ASSIGNED TASK:
Copy, from the entries below, each line where the word "unsafe" can be found.

RECORDS FOR THE EXERCISE:
╭──
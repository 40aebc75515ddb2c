//! Reliable-connected queue pair: handshake and work-request posting.
//!
//! Lifecycle:
//! 1. [`QueuePair::create`]: QP in RESET with a random 24-bit PSN.
//! 2. [`QueuePair::init`]: RESET → INIT (receives may be posted from here on).
//! 3. Exchange [`ConnectionParameters`] with the peer out of band.
//! 4. [`QueuePair::ready_to_receive`] then [`QueuePair::ready_to_send`].
//! 5. Post sends, receives, writes and reads; reap completions on the CQ.
//! 6. [`QueuePair::close`] (or drop).

use crate::config::QpConfig;
use crate::endpoint::{ConnectionParameters, LocalPort};
use crate::error::{QpError, Result};
use crate::psn::{Psn, PsnSource, RandomPsn};
use crate::rdma::{
    CompletionQueue, IbvQp, ProtectionDomain, QpCapabilities, QpHandle, RdmaContext,
};
use crate::transition::{QpState, Transition};
use crate::wr::{
    ReceiveDescriptor, ReceiveWorkRequest, RemoteTarget, SendDescriptor, SendWorkRequest, WrId,
    WrIdCounter,
};
use std::sync::Arc;

/// A reliable-connected queue pair.
///
/// Not internally synchronized: every mutating operation takes `&mut self`.
pub struct QueuePair {
    handle: Option<Box<dyn QpHandle>>,
    qp_num: u32,
    psn: Psn,
    local: LocalPort,
    state: QpState,
    config: QpConfig,
    wr_ids: WrIdCounter,
}

impl QueuePair {
    /// Create a queue pair on `ctx`'s port, drawing its PSN from the
    /// process-wide random source. Globally routed traffic is sent from the GID
    /// index `ctx` was opened with.
    ///
    /// Both queues report to `cq`, and its capacity bounds the outstanding
    /// send and receive requests.
    pub fn create(
        ctx: &RdmaContext,
        pd: &Arc<ProtectionDomain>,
        cq: &Arc<CompletionQueue>,
        config: QpConfig,
    ) -> Result<Self> {
        Self::create_with_psn(ctx, pd, cq, config, RandomPsn::global())
    }

    /// Like [`QueuePair::create`] with an explicit PSN source.
    pub fn create_with_psn(
        ctx: &RdmaContext,
        pd: &Arc<ProtectionDomain>,
        cq: &Arc<CompletionQueue>,
        config: QpConfig,
        psns: &dyn PsnSource,
    ) -> Result<Self> {
        let caps = QpCapabilities {
            max_send_wr: cq.capacity(),
            max_recv_wr: cq.capacity(),
            max_inline_data: config.max_inline_data,
        };
        let handle = IbvQp::create(pd, cq, caps)?;
        Ok(Self::with_handle(
            Box::new(handle),
            ctx.local_port(),
            psns.next_psn(),
            config,
        ))
    }

    /// Wrap an already created hardware queue pair in RESET state.
    pub fn with_handle(
        handle: Box<dyn QpHandle>,
        local: LocalPort,
        psn: Psn,
        config: QpConfig,
    ) -> Self {
        let qp_num = handle.qp_num();
        tracing::debug!(
            qp_num,
            port = local.port,
            gid_index = local.gid_index,
            psn = %psn,
            "created queue pair"
        );
        Self {
            handle: Some(handle),
            qp_num,
            psn,
            local,
            state: QpState::Reset,
            config,
            wr_ids: WrIdCounter::default(),
        }
    }

    pub fn qp_num(&self) -> u32 {
        self.qp_num
    }

    /// Local send-side PSN, fixed at creation.
    pub fn psn(&self) -> Psn {
        self.psn
    }

    pub fn port(&self) -> u8 {
        self.local.port
    }

    pub fn local_port(&self) -> LocalPort {
        self.local
    }

    pub fn state(&self) -> QpState {
        self.state
    }

    pub fn is_closed(&self) -> bool {
        self.handle.is_none()
    }

    pub fn config(&self) -> &QpConfig {
        &self.config
    }

    /// RESET → INIT.
    pub fn init(&mut self) -> Result<()> {
        self.apply(Transition::init(self.local.port, &self.config))
    }

    /// INIT → RTR, pointing the receive side at `dest`.
    pub fn ready_to_receive(&mut self, dest: &ConnectionParameters) -> Result<()> {
        self.apply(Transition::ready_to_receive(self.local, *dest, &self.config))
    }

    /// RTR → RTS, arming the send side with this queue pair's PSN.
    pub fn ready_to_send(&mut self) -> Result<()> {
        self.apply(Transition::ready_to_send(self.psn, &self.config))
    }

    /// Run whatever handshake steps remain until the queue pair is RTS.
    pub fn connect(&mut self, dest: &ConnectionParameters) -> Result<()> {
        if self.state == QpState::Reset {
            self.init()?;
        }
        if self.state == QpState::Init {
            self.ready_to_receive(dest)?;
        }
        if self.state == QpState::ReadyToReceive {
            self.ready_to_send()?;
        }
        match self.state {
            QpState::ReadyToSend => Ok(()),
            QpState::Closed => Err(QpError::Closed),
            current => Err(QpError::InvalidTransition {
                current,
                attempted: QpState::ReadyToSend,
                required: QpState::ReadyToReceive,
            }),
        }
    }

    fn apply(&mut self, transition: Transition) -> Result<()> {
        let from = self.state;
        from.check(&transition)?;
        transition.validate()?;
        let handle = self.handle.as_mut().ok_or(QpError::Closed)?;
        handle
            .modify(&transition)
            .map_err(|errno| QpError::StateTransition {
                from,
                to: transition.target(),
                errno,
            })?;
        self.state = transition.target();
        tracing::debug!(
            qp_num = self.qp_num,
            from = %from,
            to = %self.state,
            "queue pair transitioned"
        );
        Ok(())
    }

    /// Post a two-sided send of the request's region.
    ///
    /// A request without a region goes out inline with an empty payload.
    ///
    /// # Safety
    /// The region referenced by `wr` must stay registered and alive until the
    /// matching completion has been reaped.
    pub unsafe fn post_send(&mut self, wr: &mut SendWorkRequest) -> Result<WrId> {
        unsafe { self.post_send_imm(wr, 0) }
    }

    /// Post a send carrying `imm` as immediate data; `imm == 0` is a plain send.
    /// Sends with immediate data always go inline, so their region must fit the
    /// queue pair's inline capacity; larger regions fail with
    /// [`QpError::InvalidParameters`] before reaching hardware.
    ///
    /// # Safety
    /// Same contract as [`QueuePair::post_send`].
    pub unsafe fn post_send_imm(&mut self, wr: &mut SendWorkRequest, imm: u32) -> Result<WrId> {
        let id = self.submit_send("post_send", |id| {
            SendDescriptor::send(id, wr.memory_region(), imm)
        })?;
        wr.assign(id);
        Ok(id)
    }

    /// Post a receive buffer. The request must carry a region; the whole
    /// region is offered to the next incoming send.
    ///
    /// # Safety
    /// The region must stay registered and alive until the matching completion
    /// has been reaped; hardware writes into it asynchronously.
    pub unsafe fn post_receive(&mut self, wr: &mut ReceiveWorkRequest) -> Result<WrId> {
        const OP: &str = "post_recv";
        self.ensure_postable(OP, QpState::accepts_receives)?;
        let mr = wr
            .memory_region()
            .ok_or(QpError::MissingMemoryRegion { op: OP })?;
        let desc = ReceiveDescriptor::new(self.wr_ids.next(), mr)?;
        let handle = self.handle.as_mut().ok_or(QpError::Closed)?;
        handle
            .post_recv(&desc)
            .map_err(|errno| QpError::PostFailed { op: OP, errno })?;
        wr.assign(desc.wr_id);
        Ok(desc.wr_id)
    }

    /// One-sided write of the request's region to `remote`.
    ///
    /// # Safety
    /// The local region must stay registered and alive until completion, and
    /// `remote` must name memory the peer registered for remote write.
    pub unsafe fn post_write(
        &mut self,
        wr: &mut SendWorkRequest,
        remote: RemoteTarget,
    ) -> Result<WrId> {
        unsafe { self.post_write_imm(wr, remote, 0) }
    }

    /// One-sided write that also delivers `imm` to the peer's completion queue.
    /// The peer must have a receive posted for the notification to surface.
    /// Signaled like a plain write, so the region may be any size.
    ///
    /// # Safety
    /// Same contract as [`QueuePair::post_write`].
    pub unsafe fn post_write_imm(
        &mut self,
        wr: &mut SendWorkRequest,
        remote: RemoteTarget,
        imm: u32,
    ) -> Result<WrId> {
        const OP: &str = "post_write";
        let id = self.submit_send(OP, |id| {
            let mr = wr
                .memory_region()
                .ok_or(QpError::MissingMemoryRegion { op: OP })?;
            SendDescriptor::write(id, mr, remote, imm)
        })?;
        wr.assign(id);
        Ok(id)
    }

    /// One-sided read of `remote` into the request's region.
    ///
    /// # Safety
    /// The local region must stay registered and alive until completion, and
    /// `remote` must name memory the peer registered for remote read.
    pub unsafe fn post_read(&mut self, wr: &mut SendWorkRequest, remote: RemoteTarget) -> Result<WrId> {
        const OP: &str = "post_read";
        let id = self.submit_send(OP, |id| {
            let mr = wr
                .memory_region()
                .ok_or(QpError::MissingMemoryRegion { op: OP })?;
            SendDescriptor::read(id, mr, remote)
        })?;
        wr.assign(id);
        Ok(id)
    }

    fn submit_send(
        &mut self,
        op: &'static str,
        build: impl FnOnce(WrId) -> Result<SendDescriptor>,
    ) -> Result<WrId> {
        self.ensure_postable(op, QpState::accepts_sends)?;
        let desc = build(self.wr_ids.next())?;
        let handle = self.handle.as_mut().ok_or(QpError::Closed)?;
        desc.check_inline(handle.max_inline_data())?;
        handle
            .post_send(&desc)
            .map_err(|errno| QpError::PostFailed { op, errno })?;
        Ok(desc.wr_id)
    }

    fn ensure_postable(&self, op: &'static str, accepts: fn(QpState) -> bool) -> Result<()> {
        if self.handle.is_none() {
            return Err(QpError::Closed);
        }
        if !accepts(self.state) {
            return Err(QpError::NotReady {
                op,
                state: self.state,
            });
        }
        Ok(())
    }

    /// Destroy the hardware queue pair. Idempotent.
    ///
    /// All posted requests must have completed. If the driver refuses, the
    /// queue pair stays open and the call can be retried.
    pub fn close(&mut self) -> Result<()> {
        let Some(mut handle) = self.handle.take() else {
            return Ok(());
        };
        if let Err(errno) = handle.destroy() {
            self.handle = Some(handle);
            return Err(QpError::Teardown {
                resource: "queue pair",
                errno,
            });
        }
        let from = self.state;
        self.state = QpState::Closed;
        tracing::debug!(qp_num = self.qp_num, from = %from, "queue pair closed");
        Ok(())
    }
}

impl std::fmt::Debug for QueuePair {
    fn fmt(&self, f: &mut std::fmt::Formatter<'_>) -> std::fmt::Result {
        f.debug_struct("QueuePair")
            .field("qp_num", &self.qp_num)
            .field("psn", &self.psn)
            .field("local", &self.local)
            .field("state", &self.state)
            .finish_non_exhaustive()
    }
}

impl Drop for QueuePair {
    fn drop(&mut self) {
        if let Err(e) = self.close() {
            tracing::warn!(qp_num = self.qp_num, "failed to close queue pair: {e}");
        }
    }
}
//! Reliable-connected InfiniBand/RoCE queue pairs over raw ibverbs.
//!
//! A [`QueuePair`] walks the RC handshake (RESET → INIT → RTR → RTS) and posts
//! two-sided sends/receives and one-sided RDMA writes/reads against memory
//! registered in a [`ProtectionDomain`]. Completions are reaped from the
//! [`CompletionQueue`] the queue pair was created against.
//!
//! Connection parameters are exchanged out of band; [`ConnectionParameters`]
//! and [`RemoteBuffer`] have fixed little-endian encodings for that purpose.
//!
//! # Usage
//!
//! ```ignore
//! use rcqp::{QpConfig, QueuePair, RdmaContext, ReceiveWorkRequest, SendWorkRequest};
//!
//! let ctx = RdmaContext::open(None, 1, 0)?;
//! let pd = ctx.alloc_pd()?;
//! let cq = ctx.create_cq(256)?;
//! let mut qp = QueuePair::create(&ctx, &pd, &cq, QpConfig::from_env())?;
//!
//! let local = ctx.local_parameters(&qp);
//! let remote = exchange(local)?; // any out-of-band channel
//! qp.connect(&remote)?;
//!
//! let buf = pd.register(4096)?;
//! unsafe { qp.post_receive(&mut ReceiveWorkRequest::new(buf.region()))? };
//! let done = cq.wait_for(1, std::time::Duration::from_secs(5))?;
//! ```

pub mod config;
pub mod endpoint;
pub mod error;
pub mod psn;
pub mod qp;
pub mod rdma;
pub mod transition;
pub mod wr;

#[cfg(test)]
mod test_utils;

pub use config::{PathMtu, QpConfig};
pub use endpoint::{CONNECTION_PARAMETERS_SIZE, ConnectionParameters, Gid, LocalPort};
pub use error::{QpError, Result};
pub use psn::{FixedPsn, Psn, PsnSource, RandomPsn};
pub use qp::QueuePair;
pub use rdma::{
    Completion, CompletionQueue, MemoryRegion, POLL_BATCH, ProtectionDomain, RdmaContext,
    RegisteredBuffer, RemoteBuffer,
};
pub use transition::{QpState, Transition};
pub use wr::{ReceiveWorkRequest, RemoteTarget, SendWorkRequest, WrId};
╰──
RESPONSE TO THE TASK:
    pub unsafe fn post_send(&mut self, wr: &mut SendWorkRequest) -> Result<WrId> {
        unsafe { self.post_send_imm(wr, 0) }
    pub unsafe fn post_send_imm(&mut self, wr: &mut SendWorkRequest, imm: u32) -> Result<WrId> {
    pub unsafe fn post_receive(&mut self, wr: &mut ReceiveWorkRequest) -> Result<WrId> {
    pub unsafe fn post_write(
        unsafe { self.post_write_imm(wr, remote, 0) }
    pub unsafe fn post_write_imm(
    pub unsafe fn post_read(&mut self, wr: &mut SendWorkRequest, remote: RemoteTarget) -> Result<WrId> {
//! unsafe { qp.post_receive(&mut ReceiveWorkRequest::new(buf.region()))? };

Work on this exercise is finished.